Peroxisomal dysregulation – something that’s hardly been mentioned in ME/CFS before – took center stage in the largest and most comprehensive metabolomic study to date. The nice thing about the peroxisomal dysregulation and other findings in this study was how nicely they fit together.
The reduced plasmalogen levels pointed a finger at the peroxisomal dysregulation, which helped explain the accumulation of the long-chain fatty acids. Besides potentially causing mitochondrial problems, the low carnitine levels may, in part, be due to peroxisomal dysregulation as well.
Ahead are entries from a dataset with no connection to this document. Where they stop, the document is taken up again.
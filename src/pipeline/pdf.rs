//! PDF text-layer extraction via pdf-extract.
//!
//! Strictly text-layer: text already encoded in the PDF content stream.
//! Scanned/image-only pages yield nothing, and the extractor then
//! substitutes an explicit placeholder instead of attempting OCR.
//!
//! The whole backend sits behind the `pdf` cargo feature. A build
//! without it still accepts PDF inputs at the discovery level but fails
//! them per-file with [`FileError::MissingCapability`] — a reportable,
//! recoverable condition, not a crash, so a mixed batch still converts
//! everything else.
//!
//! pdf-extract (via its font-parsing dependencies) is known to panic on
//! certain malformed fonts, so the call runs under `catch_unwind` and a
//! panic is reported as a per-file extraction error.

use crate::error::FileError;
use crate::output::Section;
use std::path::Path;

/// Placeholder body when no page has any extractable text.
pub const SCANNED_PDF_PLACEHOLDER: &str =
    "_(No extractable text found. This PDF may be scanned; OCR is not enabled.)_";

/// Extract per-page text as one section titled by the file name.
///
/// Non-empty pages become `## Page N` blocks (1-indexed), joined with
/// blank lines; an all-empty document gets [`SCANNED_PDF_PLACEHOLDER`].
#[cfg(feature = "pdf")]
pub fn extract(path: &Path) -> Result<Vec<Section>, FileError> {
    use tracing::{debug, warn};

    let pages = match std::panic::catch_unwind(|| pdf_extract::extract_text_by_pages(path)) {
        Ok(Ok(pages)) => pages,
        Ok(Err(e)) => {
            return Err(FileError::Extract {
                path: path.to_path_buf(),
                detail: e.to_string(),
            });
        }
        Err(_) => {
            warn!("pdf-extract panicked on {}", path.display());
            return Err(FileError::Extract {
                path: path.to_path_buf(),
                detail: "text extraction panicked (likely a malformed embedded font)".into(),
            });
        }
    };
    debug!("{}: {} page(s)", path.display(), pages.len());

    let body = assemble_pages(&pages);

    let file_name = path
        .file_name()
        .map(|n| n.to_string_lossy().into_owned())
        .unwrap_or_default();
    Ok(vec![Section::new(file_name, body)])
}

/// Stub used when the crate is built without the `pdf` feature.
#[cfg(not(feature = "pdf"))]
pub fn extract(path: &Path) -> Result<Vec<Section>, FileError> {
    Err(FileError::MissingCapability {
        path: path.to_path_buf(),
        hint: "doc2md was built without PDF support; rebuild with `--features pdf`".into(),
    })
}

/// Assemble per-page texts into the output body.
///
/// Pages whose text trims to empty are dropped entirely — no `## Page N`
/// header is emitted for them. Page numbers refer to the position in the
/// document, not to the surviving pages.
fn assemble_pages(pages: &[String]) -> String {
    let chunks: Vec<String> = pages
        .iter()
        .enumerate()
        .filter_map(|(i, text)| {
            let text = text.trim();
            if text.is_empty() {
                None
            } else {
                Some(format!("## Page {}\n\n{}", i + 1, text))
            }
        })
        .collect();

    if chunks.is_empty() {
        SCANNED_PDF_PLACEHOLDER.to_string()
    } else {
        chunks.join("\n\n")
    }
}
Every one of these problems also potentially increases oxidative stress and impairs membrane integrity.
Reduced levels of unsaturated phosphatidylcholines (PCs) and choline may also impair mitochondrial functioning, plus reduced choline levels could help explain the autonomic nervous system problems in ME/CFS. The fact that both low carnitine and choline levels have been found a number of times in ME/CFS suggests these findings may stick.
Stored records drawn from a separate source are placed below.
//! Filename sanitisation.
//!
//! Output paths are derived from input file stems and spreadsheet sheet
//! names, both of which are arbitrary user strings. [`slugify`] maps any
//! string to a token that is safe as a single path component on Linux,
//! macOS, and Windows: no separators, no shell-hostile punctuation, no
//! surrounding whitespace, bounded length.
//!
//! The function is total (never fails), deterministic, and idempotent —
//! `slugify(slugify(s)) == slugify(s)` for every input.

use crate::config::DEFAULT_SLUG_MAX_LEN;
use once_cell::sync::Lazy;
use regex::Regex;

/// Returned when sanitisation leaves nothing usable behind.
pub const SLUG_FALLBACK: &str = "untitled";

// `\w` is Unicode-aware in the regex crate, so accented letters and CJK
// survive sanitisation; only genuinely unsafe punctuation is replaced.
static RE_UNSAFE: Lazy<Regex> = Lazy::new(|| Regex::new(r"[^\w\-. ]+").unwrap());
static RE_WHITESPACE: Lazy<Regex> = Lazy::new(|| Regex::new(r"\s+").unwrap());

/// Sanitize `name` into a filesystem-safe path component of at most
/// `max_len` characters.
///
/// Steps, in order:
/// 1. trim surrounding whitespace
/// 2. replace path separators (`/` and `\`) with `_`
/// 3. collapse each run of characters outside `{\w, -, ., space}` to one `_`
/// 4. collapse whitespace runs to `_`
/// 5. strip leading/trailing `_`
/// 6. truncate to `max_len` characters, re-stripping any `_` the cut exposes
/// 7. fall back to [`SLUG_FALLBACK`] if nothing remains
///
/// Truncation counts `char`s, not bytes, so multi-byte input can never be
/// cut on a UTF-8 boundary.
pub fn slugify(name: &str, max_len: usize) -> String {
    let trimmed = name.trim();
    let no_separators = trimmed.replace(['/', '\\'], "_");
    let safe = RE_UNSAFE.replace_all(&no_separators, "_");
    let collapsed = RE_WHITESPACE.replace_all(&safe, "_");
    let stripped = collapsed.trim_matches('_');

    let truncated: String = stripped.chars().take(max_len).collect();
    // The cut can expose a trailing '_' that step 5 already removed once;
    // stripping it again keeps the function idempotent.
    let result = truncated.trim_end_matches('_');

    if result.is_empty() {
        SLUG_FALLBACK.to_string()
    } else {
        result.to_string()
    }
}

/// [`slugify`] with the default length limit.
pub fn slugify_default(name: &str) -> String {
    slugify(name, DEFAULT_SLUG_MAX_LEN)
}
Finally, the increased levels of two intermediates in the Krebs or aerobic energy production cycle suggest something has gone awry in the complex process of producing ATP.
Given the size and the increased statistical strength of this study, it was surprising to see that it had a much lower predictive value than Lipkin’s past, smaller study. The fact that merging both metabolomic and metagenomic data points produced a much higher predictive value (.836) than found in this study – with its focus on metabolomic data alone – suggested that a future biomarker for ME/CFS may very well involve multiple systems.
All in all, the study with its interlocking findings presented perhaps the most coherent story yet of mitochondrial dysfunction in ME/CFS.